21 ноября 1920 года ЛЕВ НИКОЛАЕВИЧ ТОЛСТОЙ (К ДЕСЯТОЙ ГОДОВЩИНЕ)
Свою знаменитую речь о Пушкине Достоевский кончает словами о «великой тайне», унесенной с собой в гроб, поэтому и ныне нами разгадываемой. Достоевский говорил, конечно, не о тайне художественного творчества, божественного вдохновения. Эту тайну уносит, умирая, каждый великий художник – она ни в ком не разгадана и никогда разгадана не будет. Достоевский разумел другое. Он хотел сказать, что в Пушкине для нас осталась не понятой внутренняя жизнь духа, фантастически несоразмерная по глубине своего проникновения в народную и общечеловеческую стихию с той ловкой, показной, блестяще-светской обстановкой, в которой текла внешняя жизнь поэта. Оборвавшись так трагически нелепо, эта жизнь не успела выявить всего, что зарождалось и зрело в глубинах духа. И здесь тоже тайна. Пушкин не досказал своих откровений. Песни его остались недопетыми.
О «великом писателе земли русской», как его назвал на смертном одре своем Тургенев, – о великом старце, десять лет тому назад почившем в скромной комнате неведомого начальника маленькой захолустной станции центра России, никто не скажет, что им унесена в могилу такая тайна.
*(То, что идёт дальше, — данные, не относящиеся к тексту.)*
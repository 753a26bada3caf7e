use crate::browser::RemoteCollectionBrowser;
use crate::theme::Theme;
use crate::widgets::chrome::panel;
use ratatui::prelude::*;
use ratatui::widgets::*;

const SPINNER: [&str; 6] = ["⠋", "⠙", "⠸", "⠴", "⠦", "⠇"];

/// Window `[start, end)` of rows to show so that `selected` stays visible.
pub(crate) fn compute_scroll_window(total: usize, selected: usize, inner_h: u16) -> (usize, usize) {
    if inner_h == 0 || total == 0 {
        return (0, 0);
    }
    let sel = selected.min(total.saturating_sub(1));
    let ih = inner_h as usize;
    let start = sel.saturating_sub(ih - 1);
    let end = (start + ih).min(total);
    (start, end)
}

pub fn draw_listing(
    f: &mut Frame,
    area: Rect,
    browser: &RemoteCollectionBrowser,
    focused: bool,
    theme: &Theme,
    tick: u64,
) {
    let visible = browser.visible_entries();
    let title = if browser.loading_listing {
        format!("{} {}", browser.spec().title, SPINNER[tick as usize % 6])
    } else if browser.debouncer.pending().is_some() {
        format!("{} (filtering...)", browser.spec().title)
    } else if browser.search_text().is_empty() {
        format!("{} ({})", browser.spec().title, browser.entries().len())
    } else {
        format!(
            "{} ({}/{})",
            browser.spec().title,
            visible.len(),
            browser.entries().len()
        )
    };
    let block = panel(&title, focused, theme);

    if browser.is_empty() {
        let msg = if browser.loading_listing {
            "Fetching...".to_string()
        } else if browser.entries().is_empty() {
            "No entries".to_string()
        } else {
            format!("No entries match '{}'", browser.search_text())
        };
        let p = Paragraph::new(msg).style(theme.muted()).block(block);
        f.render_widget(p, area);
        return;
    }

    let selected = browser.selected_visible_index();
    let inner_h = area.height.saturating_sub(2);
    let (start, end) = compute_scroll_window(visible.len(), selected.unwrap_or(0), inner_h);
    let items: Vec<ListItem> = visible
        .iter()
        .enumerate()
        .skip(start)
        .take(end - start)
        .map(|(i, e)| {
            let is_sel = Some(i) == selected;
            let marker = if is_sel { "> " } else { "  " };
            let mut item = ListItem::new(format!("{marker}{}", e.label));
            if is_sel {
                item = item.style(if focused {
                    theme.cursor()
                } else {
                    theme.label()
                });
            }
            item
        })
        .collect();
    f.render_widget(List::new(items).block(block), area);
}
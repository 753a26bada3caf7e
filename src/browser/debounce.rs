use std::time::{Duration, Instant};

/// A scheduled search that fires once its quiet period elapses.
#[derive(Debug, Clone, PartialEq, Eq)]
pub struct ScheduledSearch {
    pub ticket: u64,
    pub text: String,
    pub due: Instant,
}

/// Debounced search input.
///
/// `schedule` cancels whatever is pending and starts a new quiet period;
/// `poll` hands out the pending text once it is due. At most one search is
/// ever pending.
#[derive(Debug, Clone)]
pub struct Debouncer {
    delay: Duration,
    next_ticket: u64,
    pending: Option<ScheduledSearch>,
}

impl Default for Debouncer {
    fn default() -> Self {
        Self::new(Duration::from_millis(350))
    }
}

impl Debouncer {
    pub fn new(delay: Duration) -> Self {
        Self {
            delay,
            next_ticket: 0,
            pending: None,
        }
    }

    /// Schedule `text`, superseding any pending search. Returns the ticket of
    /// the cancelled search, if there was one.
    pub fn schedule(&mut self, text: impl Into<String>, now: Instant) -> Option<u64> {
        self.next_ticket += 1;
        let superseded = self.pending.take().map(|p| p.ticket);
        self.pending = Some(ScheduledSearch {
            ticket: self.next_ticket,
            text: text.into(),
            due: now + self.delay,
        });
        superseded
    }

    pub fn cancel(&mut self) -> Option<ScheduledSearch> {
        self.pending.take()
    }

    pub fn pending(&self) -> Option<&ScheduledSearch> {
        self.pending.as_ref()
    }

    /// Take the pending search if its quiet period has elapsed.
    pub fn poll(&mut self, now: Instant) -> Option<ScheduledSearch> {
        match &self.pending {
            Some(p) if now >= p.due => self.pending.take(),
            _ => None,
        }
    }
}

#[cfg(test)]
mod tests {
    use super::*;

    #[test]
    fn fires_only_after_quiet_period() {
        let t0 = Instant::now();
        let mut d = Debouncer::new(Duration::from_millis(350));
        assert!(d.schedule("ab", t0).is_none());
        assert!(d.poll(t0 + Duration::from_millis(100)).is_none());
        let fired = d.poll(t0 + Duration::from_millis(350)).unwrap();
        assert_eq!(fired.text, "ab");
        assert!(d.pending().is_none());
    }

    #[test]
    fn newer_input_cancels_pending_search() {
        let t0 = Instant::now();
        let mut d = Debouncer::new(Duration::from_millis(350));
        d.schedule("a", t0);
        let first = d.pending().unwrap().ticket;
        let t1 = t0 + Duration::from_millis(300);
        assert_eq!(d.schedule("ab", t1), Some(first));
        // The first search would have been due here; it must not fire.
        assert!(d.poll(t0 + Duration::from_millis(400)).is_none());
        let fired = d.poll(t1 + Duration::from_millis(350)).unwrap();
        assert_eq!(fired.text, "ab");
        assert_ne!(fired.ticket, first);
    }

    #[test]
    fn cancel_drops_pending_search() {
        let t0 = Instant::now();
        let mut d = Debouncer::default();
        d.schedule("x", t0);
        assert_eq!(d.cancel().map(|s| s.text), Some("x".to_string()));
        assert!(d.poll(t0 + Duration::from_secs(5)).is_none());
    }
}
Во всей всемирной литературе трудно найти другого писателя, который бы на протяжении десятков лет творчества с такой полнотой, настойчивостью и беспощадной искренностью раскрывал перед человечеством свой духовный мир, обнажал свою душу, всенародно бичевал себя, звал бы весь свет в свидетели и поверенные своих исканий, мучительных сомнений, своей борьбы.
И как другой великий старец, тоже перешедший предел обычного человеческого бытия, как создатель Фауста, Толстой мог бы сказать, что творческий его гений «свершил в пределах земных все земное». Вся область жизни им охвачена, весь мир в ней отразился. Он выполнил до конца свою земную задачу, он как благой и верный раб евангельской притчи мог «войти в радость Господа своего».
«ДЕСНИЦА» И «ШУЙЦА»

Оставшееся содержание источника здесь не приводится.